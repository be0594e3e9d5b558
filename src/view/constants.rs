//! Layout dimension constants for TUI rendering.
//!
//! Centralized location for layout-related numeric values so the grid, the
//! mouse hit testing and the tests agree.

/// Height of the toolbar in lines (border + content).
pub const TOOLBAR_HEIGHT: u16 = 3;

/// Height of the header row of the grid.
pub const HEADER_HEIGHT: u16 = 1;

/// Header height when a wrapping header does not fit its column.
pub const WRAPPED_HEADER_HEIGHT: u16 = 2;

/// Height of the footer (pagination summary + status message).
pub const FOOTER_HEIGHT: u16 = 2;

/// Height of the expanded-row detail pane, borders included.
pub const DETAIL_PANE_HEIGHT: u16 = 8;

/// Width of the selection checkbox column (`[x]`).
pub const SELECTION_COLUMN_WIDTH: u16 = 3;

/// Width of the expansion toggle column.
pub const EXPANSION_COLUMN_WIDTH: u16 = 1;

/// Blank cells between adjacent grid columns.
pub const COLUMN_SPACING: u16 = 1;

/// Narrowest a data column is squeezed to.
pub const MIN_DATA_COLUMN_WIDTH: u16 = 6;

/// Width percentage for the column visibility menu popup.
pub const COLUMN_MENU_WIDTH_PERCENT: u16 = 40;

/// Height percentage for the column visibility menu popup.
pub const COLUMN_MENU_HEIGHT_PERCENT: u16 = 60;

○ ○ ○ ○

_The task_
Above are some records; copy exactly the lines from the one with "summary + status message)." through the one with "adjacent grid columns.", both included, and no others.

_Answer to this task_
/// Height of the footer (pagination summary + status message).
pub const FOOTER_HEIGHT: u16 = 2;

/// Height of the expanded-row detail pane, borders included.
pub const DETAIL_PANE_HEIGHT: u16 = 8;

/// Width of the selection checkbox column (`[x]`).
pub const SELECTION_COLUMN_WIDTH: u16 = 3;

/// Width of the expansion toggle column.
pub const EXPANSION_COLUMN_WIDTH: u16 = 1;

/// Blank cells between adjacent grid columns.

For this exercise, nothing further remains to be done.